#### [Exercise instructions]
Please copy out every line of the listing below in which the word "TraceLayer" appears.

#### [Records provided]
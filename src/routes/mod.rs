/// Router Module Index
///
/// Splits the routing table by access level, so the authentication boundary is
/// applied once at the router layer instead of per handler.
///
/// Routes readable by anonymous viewers. Their handlers resolve the viewer
/// through `OptionalAuthUser` and defer every visibility decision to the
/// policy module.
pub mod public;

/// Routes protected by the `AuthUser` extractor middleware. Requires a valid
/// session; ownership checks happen in the handlers via the policy module.
pub mod authenticated;
use axum::{
    Router,
    extract::{FromRef, Request},
    http::HeaderName,
    middleware::{self, Next},
    response::Response,
};
use utoipa::OpenApi;
use utoipa_swagger_ui::SwaggerUi;

use tower::ServiceBuilder;
use tower_http::{
    cors::{Any, CorsLayer},
    request_id::{MakeRequestUuid, PropagateRequestIdLayer, SetRequestIdLayer},
    trace::{DefaultOnResponse, TraceLayer},
};
use tracing::{Level, Span};

// --- Module Structure ---

// Core application services and components.
pub mod auth;
pub mod config;
pub mod handlers;
pub mod models;
pub mod policy;
pub mod repository;
pub mod storage;

// Routing segregation (public vs. authenticated).
pub mod routes;
use auth::AuthUser;
use routes::{authenticated, public};

// --- Public Re-exports ---

// Core state types for the entry point (main.rs) and the test suites.
pub use config::AppConfig;
pub use repository::{PostgresRepository, RepositoryState};
pub use storage::{MockStorageService, S3StorageClient, StorageState};

/// ApiDoc
///
/// Auto-generates the OpenAPI documentation for the application from the
/// `#[utoipa::path]` and `ToSchema` annotations. Served as JSON at
/// `/api-docs/openapi.json` and browsable at `/swagger-ui`.
#[derive(OpenApi)]
#[openapi(
    paths(
        handlers::register_user, handlers::login,
        handlers::get_home_feed, handlers::get_category_feed,
        handlers::get_profile, handlers::get_profile_feed,
        handlers::get_post_detail, handlers::get_post_comments,
        handlers::create_post, handlers::update_post, handlers::delete_post,
        handlers::add_comment, handlers::update_comment, handlers::delete_comment,
        handlers::get_me, handlers::get_my_posts, handlers::update_profile,
        handlers::get_presigned_upload_url,
    ),
    components(
        schemas(
            models::Post, models::Category, models::Comment, models::User,
            models::FeedPage, models::CategoryFeed, models::AuthResponse,
            models::RegisterRequest, models::LoginRequest,
            models::CreatePostRequest, models::UpdatePostRequest,
            models::CreateCommentRequest, models::UpdateCommentRequest,
            models::UpdateProfileRequest,
            models::PresignedUrlRequest, models::PresignedUrlResponse,
        )
    ),
    tags(
        (name = "blogicum", description = "Blogicum blogging API")
    )
)]
struct ApiDoc;

/// AppState
///
/// The single, thread-safe, immutable container holding all application
/// services and configuration, shared across all incoming requests.
#[derive(Clone)]
pub struct AppState {
    /// Repository layer: database access via the PgPool connection.
    pub repo: RepositoryState,
    /// Storage layer: post image uploads and presigned URL generation.
    pub storage: StorageState,
    /// Configuration: the loaded, immutable environment configuration.
    pub config: AppConfig,
}

// --- Axum FromRef Extractor Implementations ---

// Let extractors and handlers pull individual components out of the shared
// AppState.

impl FromRef<AppState> for RepositoryState {
    fn from_ref(app_state: &AppState) -> RepositoryState {
        app_state.repo.clone()
    }
}

impl FromRef<AppState> for StorageState {
    fn from_ref(app_state: &AppState) -> StorageState {
        app_state.storage.clone()
    }
}

impl FromRef<AppState> for AppConfig {
    fn from_ref(app_state: &AppState) -> AppConfig {
        app_state.config.clone()
    }
}

/// auth_middleware
///
/// Enforces authentication for the authenticated routes. `AuthUser`
/// implements `FromRequestParts`, so a failed extraction (bad or missing
/// token, deleted user) rejects the request with 401 before the handler runs.
async fn auth_middleware(_auth_user: AuthUser, request: Request, next: Next) -> Response {
    next.run(request).await
}

/// create_router
///
/// Assembles the routing structure, applies global and scoped middleware, and
/// registers the application state.
pub fn create_router(state: AppState) -> Router {
    let cors = CorsLayer::new()
        .allow_methods(Any)
        .allow_origin(Any)
        .allow_headers(Any);

    // Header name constant for request correlation.
    let x_request_id = HeaderName::from_static("x-request-id");

    let base_router = Router::new()
        // Documentation: the auto-generated Swagger UI.
        .merge(SwaggerUi::new("/swagger-ui").url("/api-docs/openapi.json", ApiDoc::openapi()))
        // Public routes: no middleware; viewers resolve to anonymous when
        // unauthenticated.
        .merge(public::public_routes())
        // Authenticated routes: gated by the auth middleware.
        .merge(
            authenticated::authenticated_routes()
                .route_layer(middleware::from_fn_with_state(state.clone(), auth_middleware)),
        )
        .with_state(state);

    // Observability and correlation layers, outermost.
    base_router
        .layer(
            ServiceBuilder::new()
                // Unique UUID per incoming request.
                .layer(SetRequestIdLayer::new(x_request_id.clone(), MakeRequestUuid))
                // Request/response lifecycle wrapped in a tracing span that
                // carries the request id.
                .layer(
                    TraceLayer::new_for_http()
                        .make_span_with(trace_span_logger)
                        .on_response(
                            DefaultOnResponse::new()
                                .level(Level::INFO)
                                .latency_unit(tower_http::LatencyUnit::Millis),
                        ),
                )
                // Return the generated x-request-id header to the client.
                .layer(PropagateRequestIdLayer::new(x_request_id)),
        )
        .layer(cors)
}

/// trace_span_logger
///
/// Span factory for `TraceLayer`: correlates every log line of a request by
/// its x-request-id alongside the method and URI.
fn trace_span_logger(request: &axum::http::Request<axum::body::Body>) -> Span {
    let request_id = request
        .headers()
        .get("x-request-id")
        .and_then(|value| value.to_str().ok())
        .unwrap_or("unknown");

    tracing::info_span!(
        "http_request",
        method = ?request.method(),
        uri = ?request.uri(),
        req_id = %request_id,
    )
}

#### [Task result]
    trace::{DefaultOnResponse, TraceLayer},
                    TraceLayer::new_for_http()
/// Span factory for `TraceLayer`: correlates every log line of a request by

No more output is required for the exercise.